◆ Requirement: Within the entries that follow, show each line where the word "toggle" occurs.

◆ Provided material:
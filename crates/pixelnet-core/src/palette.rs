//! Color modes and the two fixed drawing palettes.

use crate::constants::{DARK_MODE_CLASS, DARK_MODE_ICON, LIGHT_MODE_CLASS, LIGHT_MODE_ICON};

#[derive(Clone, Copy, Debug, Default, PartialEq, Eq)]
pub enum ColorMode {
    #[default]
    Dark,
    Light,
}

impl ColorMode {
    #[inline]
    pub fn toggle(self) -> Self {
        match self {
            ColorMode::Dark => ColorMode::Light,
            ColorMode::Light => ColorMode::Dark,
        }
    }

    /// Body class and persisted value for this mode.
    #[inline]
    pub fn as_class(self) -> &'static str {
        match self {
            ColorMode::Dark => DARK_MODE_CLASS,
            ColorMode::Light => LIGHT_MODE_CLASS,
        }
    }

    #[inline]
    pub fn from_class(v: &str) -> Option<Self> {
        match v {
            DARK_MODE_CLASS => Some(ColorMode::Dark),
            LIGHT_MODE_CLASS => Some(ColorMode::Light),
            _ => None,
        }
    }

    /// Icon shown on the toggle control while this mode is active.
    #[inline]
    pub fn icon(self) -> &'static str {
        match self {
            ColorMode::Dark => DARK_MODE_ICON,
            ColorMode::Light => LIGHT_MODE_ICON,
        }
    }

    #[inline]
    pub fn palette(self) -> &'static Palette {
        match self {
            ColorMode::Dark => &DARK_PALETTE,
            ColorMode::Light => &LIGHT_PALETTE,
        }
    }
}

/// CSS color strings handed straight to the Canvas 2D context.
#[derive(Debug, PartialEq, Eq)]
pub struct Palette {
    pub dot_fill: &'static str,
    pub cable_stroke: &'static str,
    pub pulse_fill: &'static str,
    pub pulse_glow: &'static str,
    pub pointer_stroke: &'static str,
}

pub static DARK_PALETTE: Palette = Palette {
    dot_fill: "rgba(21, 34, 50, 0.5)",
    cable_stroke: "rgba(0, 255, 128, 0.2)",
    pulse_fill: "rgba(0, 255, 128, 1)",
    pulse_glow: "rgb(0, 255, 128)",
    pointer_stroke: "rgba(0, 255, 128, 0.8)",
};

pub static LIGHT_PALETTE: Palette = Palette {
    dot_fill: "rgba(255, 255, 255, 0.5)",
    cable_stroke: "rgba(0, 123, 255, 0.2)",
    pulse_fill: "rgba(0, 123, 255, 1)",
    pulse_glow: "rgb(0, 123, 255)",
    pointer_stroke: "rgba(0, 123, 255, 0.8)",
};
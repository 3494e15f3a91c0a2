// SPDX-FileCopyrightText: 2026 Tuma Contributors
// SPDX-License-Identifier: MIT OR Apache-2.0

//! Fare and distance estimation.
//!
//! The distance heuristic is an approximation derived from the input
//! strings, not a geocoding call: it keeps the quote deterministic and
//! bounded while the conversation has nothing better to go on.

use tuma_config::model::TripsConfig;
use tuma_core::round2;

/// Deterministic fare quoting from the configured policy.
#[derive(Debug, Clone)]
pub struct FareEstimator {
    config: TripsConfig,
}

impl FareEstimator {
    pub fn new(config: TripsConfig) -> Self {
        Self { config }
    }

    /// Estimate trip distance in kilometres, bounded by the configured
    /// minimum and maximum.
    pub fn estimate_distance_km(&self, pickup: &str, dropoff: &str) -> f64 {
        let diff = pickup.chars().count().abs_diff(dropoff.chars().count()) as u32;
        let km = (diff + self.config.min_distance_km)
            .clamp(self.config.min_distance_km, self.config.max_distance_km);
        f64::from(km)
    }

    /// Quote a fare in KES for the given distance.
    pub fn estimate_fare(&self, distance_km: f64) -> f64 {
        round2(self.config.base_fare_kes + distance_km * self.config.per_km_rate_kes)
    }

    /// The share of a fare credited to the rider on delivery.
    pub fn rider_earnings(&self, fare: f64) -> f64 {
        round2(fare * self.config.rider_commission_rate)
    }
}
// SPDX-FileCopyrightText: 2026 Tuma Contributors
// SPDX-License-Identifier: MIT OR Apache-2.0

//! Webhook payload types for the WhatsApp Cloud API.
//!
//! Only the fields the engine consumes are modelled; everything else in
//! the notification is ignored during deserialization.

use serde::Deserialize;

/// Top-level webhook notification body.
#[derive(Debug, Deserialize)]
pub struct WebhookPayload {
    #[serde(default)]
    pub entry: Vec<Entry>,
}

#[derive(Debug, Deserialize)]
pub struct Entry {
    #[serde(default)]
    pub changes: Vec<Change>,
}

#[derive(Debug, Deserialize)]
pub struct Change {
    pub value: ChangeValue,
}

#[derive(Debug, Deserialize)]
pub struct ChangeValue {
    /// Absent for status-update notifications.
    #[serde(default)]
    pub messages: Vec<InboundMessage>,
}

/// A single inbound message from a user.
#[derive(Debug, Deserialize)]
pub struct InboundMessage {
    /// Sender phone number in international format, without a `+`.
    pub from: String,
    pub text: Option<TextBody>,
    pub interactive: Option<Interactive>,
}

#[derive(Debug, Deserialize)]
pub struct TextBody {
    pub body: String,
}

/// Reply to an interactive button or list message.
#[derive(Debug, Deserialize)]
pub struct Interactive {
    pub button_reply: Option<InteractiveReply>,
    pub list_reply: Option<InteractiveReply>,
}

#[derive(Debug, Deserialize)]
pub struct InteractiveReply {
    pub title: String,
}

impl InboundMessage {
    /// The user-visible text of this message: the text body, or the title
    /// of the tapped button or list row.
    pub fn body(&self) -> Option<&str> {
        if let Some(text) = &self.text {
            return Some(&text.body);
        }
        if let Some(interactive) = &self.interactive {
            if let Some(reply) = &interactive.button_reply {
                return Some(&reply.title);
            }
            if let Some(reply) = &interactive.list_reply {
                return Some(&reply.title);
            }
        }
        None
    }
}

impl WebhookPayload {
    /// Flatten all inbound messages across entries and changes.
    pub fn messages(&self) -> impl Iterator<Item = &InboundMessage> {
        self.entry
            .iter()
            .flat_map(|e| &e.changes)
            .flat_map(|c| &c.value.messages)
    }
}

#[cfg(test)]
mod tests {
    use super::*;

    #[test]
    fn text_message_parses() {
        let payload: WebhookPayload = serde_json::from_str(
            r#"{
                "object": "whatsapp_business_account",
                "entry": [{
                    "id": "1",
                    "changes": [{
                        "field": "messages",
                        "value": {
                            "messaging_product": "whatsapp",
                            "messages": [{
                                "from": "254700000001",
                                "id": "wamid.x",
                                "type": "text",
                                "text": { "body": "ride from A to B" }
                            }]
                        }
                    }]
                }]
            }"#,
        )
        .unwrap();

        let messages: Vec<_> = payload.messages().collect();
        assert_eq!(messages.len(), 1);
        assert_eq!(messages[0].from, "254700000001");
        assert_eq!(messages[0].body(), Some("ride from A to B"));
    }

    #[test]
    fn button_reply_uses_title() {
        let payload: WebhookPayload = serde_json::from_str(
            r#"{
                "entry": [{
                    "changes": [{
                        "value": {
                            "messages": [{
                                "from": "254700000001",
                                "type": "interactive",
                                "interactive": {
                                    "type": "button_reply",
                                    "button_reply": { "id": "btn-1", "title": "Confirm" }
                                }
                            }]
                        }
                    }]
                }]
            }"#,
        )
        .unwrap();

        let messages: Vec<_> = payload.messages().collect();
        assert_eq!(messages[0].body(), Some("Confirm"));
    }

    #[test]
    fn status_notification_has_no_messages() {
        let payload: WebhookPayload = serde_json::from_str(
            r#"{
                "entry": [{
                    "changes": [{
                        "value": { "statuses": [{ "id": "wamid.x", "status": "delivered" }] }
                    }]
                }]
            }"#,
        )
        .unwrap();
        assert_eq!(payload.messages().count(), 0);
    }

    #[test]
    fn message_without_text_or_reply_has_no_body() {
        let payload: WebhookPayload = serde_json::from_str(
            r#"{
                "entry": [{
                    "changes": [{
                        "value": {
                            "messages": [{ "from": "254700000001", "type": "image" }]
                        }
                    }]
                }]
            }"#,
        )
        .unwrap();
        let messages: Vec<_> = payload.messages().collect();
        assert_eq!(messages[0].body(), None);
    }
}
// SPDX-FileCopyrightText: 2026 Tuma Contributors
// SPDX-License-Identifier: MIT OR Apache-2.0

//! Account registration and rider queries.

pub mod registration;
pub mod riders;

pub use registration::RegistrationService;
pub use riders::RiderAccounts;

◆ Task response:
    pub fn toggle(self) -> Self {
    /// Icon shown on the toggle control while this mode is active.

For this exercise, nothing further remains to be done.